_PROBLEM TO SOLVE_: Of all the entries below, only the lines from the one with "engine loads and" up to and including the one with "Inventory error taxonomy." are to be duplicated exactly.

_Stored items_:
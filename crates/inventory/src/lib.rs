//! Inventory domain module.
//!
//! This crate contains the business rules for stock lines, the movement
//! ledger, reservations and warehouse transfers, implemented purely as
//! deterministic domain logic (no IO, no storage). The infra engine loads and
//! locks the records, calls into these types, and persists the results.

pub mod movement;
pub mod reservation;
pub mod stock_line;
pub mod transfer;

pub use movement::{MovementDirection, MovementEntry, MovementKind};
pub use reservation::{Reservation, ReservationState, ReserveStock};
pub use stock_line::{StockDelta, StockKey, StockLine};
pub use transfer::{CancelTransfer, ConfirmTransfer, CreateTransfer, Transfer, TransferState};
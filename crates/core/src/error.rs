//! Inventory error taxonomy.

use rust_decimal::Decimal;
use thiserror::Error;

use crate::id::{ProductId, ReservationId, SupplierId, TransferId};

/// Result type used across the inventory domain and engine.
pub type InventoryResult<T> = Result<T, InventoryError>;

/// Inventory-level error.
///
/// Every variant except [`InventoryError::Storage`] is an expected business
/// condition that callers surface as a 4xx-class response. `Storage` is the
/// transient infrastructure category and is safe to retry.
#[derive(Debug, Error, Clone, PartialEq, Eq)]
pub enum InventoryError {
    #[error("product {0} does not exist or is inactive")]
    ProductNotFound(ProductId),

    #[error("supplier {0} does not exist or is inactive")]
    SupplierNotFound(SupplierId),

    #[error("tax id {tax_id} is already registered to supplier {existing}")]
    DuplicateSupplier { tax_id: String, existing: SupplierId },

    #[error("insufficient stock for product {product_id}: requested {requested}, available {available}")]
    InsufficientStock {
        product_id: ProductId,
        requested: Decimal,
        available: Decimal,
    },

    #[error("reservation {0} not found")]
    ReservationNotFound(ReservationId),

    #[error("reservation {id} is not active (state: {state})")]
    ReservationNotActive { id: ReservationId, state: String },

    #[error("transfer {0} not found")]
    TransferNotFound(TransferId),

    #[error("transfer {id} is not pending (state: {state})")]
    TransferNotPending { id: TransferId, state: String },

    #[error("product {0} appears more than once in the purchase")]
    DuplicateProductInPurchase(ProductId),

    #[error("quantity must be greater than zero (got {0})")]
    InvalidQuantity(Decimal),

    #[error("an adjustment requires a non-empty reason")]
    MissingAdjustmentReason,

    /// A value failed validation (e.g. malformed input).
    #[error("validation failed: {0}")]
    Validation(String),

    /// A domain invariant was violated.
    #[error("invariant violated: {0}")]
    InvariantViolation(String),

    /// Persistence substrate failure (unreachable, serialization failure, ...).
    #[error("storage error: {0}")]
    Storage(String),
}

impl InventoryError {
    pub fn validation(msg: impl Into<String>) -> Self {
        Self::Validation(msg.into())
    }

    pub fn invariant(msg: impl Into<String>) -> Self {
        Self::InvariantViolation(msg.into())
    }

    pub fn storage(msg: impl Into<String>) -> Self {
        Self::Storage(msg.into())
    }

    /// Stable machine-readable code.
    pub fn code(&self) -> &'static str {
        match self {
            InventoryError::ProductNotFound(_) => "PRODUCT_NOT_FOUND",
            InventoryError::SupplierNotFound(_) => "SUPPLIER_NOT_FOUND",
            InventoryError::DuplicateSupplier { .. } => "DUPLICATE_SUPPLIER",
            InventoryError::InsufficientStock { .. } => "INSUFFICIENT_STOCK",
            InventoryError::ReservationNotFound(_) => "RESERVATION_NOT_FOUND",
            InventoryError::ReservationNotActive { .. } => "RESERVATION_NOT_ACTIVE",
            InventoryError::TransferNotFound(_) => "TRANSFER_NOT_FOUND",
            InventoryError::TransferNotPending { .. } => "TRANSFER_NOT_PENDING",
            InventoryError::DuplicateProductInPurchase(_) => "DUPLICATE_PRODUCT_IN_PURCHASE",
            InventoryError::InvalidQuantity(_) => "INVALID_QUANTITY",
            InventoryError::MissingAdjustmentReason => "MISSING_ADJUSTMENT_REASON",
            InventoryError::Validation(_) => "VALIDATION_ERROR",
            InventoryError::InvariantViolation(_) => "INVARIANT_VIOLATION",
            InventoryError::Storage(_) => "STORAGE_UNAVAILABLE",
        }
    }

    /// Whether retrying the same call may succeed without caller changes.
    pub fn is_transient(&self) -> bool {
        matches!(self, InventoryError::Storage(_))
    }

    pub fn is_not_found(&self) -> bool {
        matches!(
            self,
            InventoryError::ProductNotFound(_)
                | InventoryError::SupplierNotFound(_)
                | InventoryError::ReservationNotFound(_)
                | InventoryError::TransferNotFound(_)
        )
    }
}
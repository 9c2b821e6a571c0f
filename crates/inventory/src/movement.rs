use chrono::{DateTime, Utc};
use serde::{Deserialize, Serialize};

use stockledger_core::{Decimal, InventoryError, MovementId, ProductId, UserId};

use crate::stock_line::StockKey;

/// Kind of stock-affecting event recorded in the ledger.
#[derive(Debug, Clone, Copy, PartialEq, Eq, Hash, Serialize, Deserialize)]
pub enum MovementKind {
    #[serde(rename = "INGRESO")]
    Inbound,
    #[serde(rename = "SALIDA")]
    Outbound,
    #[serde(rename = "AJUSTE")]
    Adjustment,
    #[serde(rename = "TRANSFER_DISPATCH")]
    TransferDispatch,
    #[serde(rename = "TRANSFER_RECEIPT")]
    TransferReceipt,
}

impl MovementKind {
    pub fn as_str(&self) -> &'static str {
        match self {
            MovementKind::Inbound => "INGRESO",
            MovementKind::Outbound => "SALIDA",
            MovementKind::Adjustment => "AJUSTE",
            MovementKind::TransferDispatch => "TRANSFER_DISPATCH",
            MovementKind::TransferReceipt => "TRANSFER_RECEIPT",
        }
    }

    /// Direction implied by the kind; adjustments can go either way.
    pub fn implied_direction(&self) -> Option<MovementDirection> {
        match self {
            MovementKind::Inbound | MovementKind::TransferReceipt => Some(MovementDirection::In),
            MovementKind::Outbound | MovementKind::TransferDispatch => Some(MovementDirection::Out),
            MovementKind::Adjustment => None,
        }
    }
}

impl core::str::FromStr for MovementKind {
    type Err = InventoryError;

    fn from_str(s: &str) -> Result<Self, Self::Err> {
        match s {
            "INGRESO" => Ok(MovementKind::Inbound),
            "SALIDA" => Ok(MovementKind::Outbound),
            "AJUSTE" => Ok(MovementKind::Adjustment),
            "TRANSFER_DISPATCH" => Ok(MovementKind::TransferDispatch),
            "TRANSFER_RECEIPT" => Ok(MovementKind::TransferReceipt),
            other => Err(InventoryError::validation(format!(
                "unknown movement kind '{other}'"
            ))),
        }
    }
}

#[derive(Debug, Clone, Copy, PartialEq, Eq, Hash, Serialize, Deserialize)]
#[serde(rename_all = "UPPERCASE")]
pub enum MovementDirection {
    In,
    Out,
}

impl MovementDirection {
    pub fn as_str(&self) -> &'static str {
        match self {
            MovementDirection::In => "IN",
            MovementDirection::Out => "OUT",
        }
    }
}

impl core::str::FromStr for MovementDirection {
    type Err = InventoryError;

    fn from_str(s: &str) -> Result<Self, Self::Err> {
        match s {
            "IN" => Ok(MovementDirection::In),
            "OUT" => Ok(MovementDirection::Out),
            other => Err(InventoryError::validation(format!(
                "unknown movement direction '{other}'"
            ))),
        }
    }
}

/// Immutable ledger record explaining one stock-affecting event.
///
/// `quantity` is always positive; the sign comes from `direction`.
#[derive(Debug, Clone, PartialEq, Eq, Serialize, Deserialize)]
pub struct MovementEntry {
    pub id: MovementId,
    pub kind: MovementKind,
    pub direction: MovementDirection,
    pub product_id: ProductId,
    pub stock_key: StockKey,
    pub quantity: Decimal,
    pub unit_cost: Option<Decimal>,
    pub reference: Option<String>,
    pub actor_user_id: UserId,
    pub created_at: DateTime<Utc>,
}

impl MovementEntry {
    /// New entry of a kind with a fixed direction.
    ///
    /// Adjustments go through [`MovementEntry::adjustment`] instead; passing
    /// `Adjustment` here records an inbound adjustment.
    pub fn new(
        kind: MovementKind,
        stock_key: StockKey,
        quantity: Decimal,
        actor_user_id: UserId,
        created_at: DateTime<Utc>,
    ) -> Self {
        Self {
            id: MovementId::new(),
            kind,
            direction: kind.implied_direction().unwrap_or(MovementDirection::In),
            product_id: stock_key.product_id,
            stock_key,
            quantity,
            unit_cost: None,
            reference: None,
            actor_user_id,
            created_at,
        }
    }

    pub fn adjustment(
        stock_key: StockKey,
        quantity: Decimal,
        increment: bool,
        actor_user_id: UserId,
        created_at: DateTime<Utc>,
    ) -> Self {
        let mut entry = Self::new(
            MovementKind::Adjustment,
            stock_key,
            quantity,
            actor_user_id,
            created_at,
        );
        if !increment {
            entry.direction = MovementDirection::Out;
        }
        entry
    }

    pub fn with_id(mut self, id: MovementId) -> Self {
        self.id = id;
        self
    }

    pub fn with_unit_cost(mut self, unit_cost: Decimal) -> Self {
        self.unit_cost = Some(unit_cost);
        self
    }

    pub fn with_reference(mut self, reference: impl Into<String>) -> Self {
        self.reference = Some(reference.into());
        self
    }

    /// Effect of this entry on the physical on-hand quantity.
    pub fn signed_quantity(&self) -> Decimal {
        match self.direction {
            MovementDirection::In => self.quantity,
            MovementDirection::Out => -self.quantity,
        }
    }
}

_SOLUTION FOR THIS EXERCISE_:
//! deterministic domain logic (no IO, no storage). The infra engine loads and
//! locks the records, calls into these types, and persists the results.

pub mod movement;
pub mod reservation;
pub mod stock_line;
pub mod transfer;

pub use movement::{MovementDirection, MovementEntry, MovementKind};
pub use reservation::{Reservation, ReservationState, ReserveStock};
pub use stock_line::{StockDelta, StockKey, StockLine};
pub use transfer::{CancelTransfer, ConfirmTransfer, CreateTransfer, Transfer, TransferState};
filename crates/core/src/error.rs
//! Inventory error taxonomy.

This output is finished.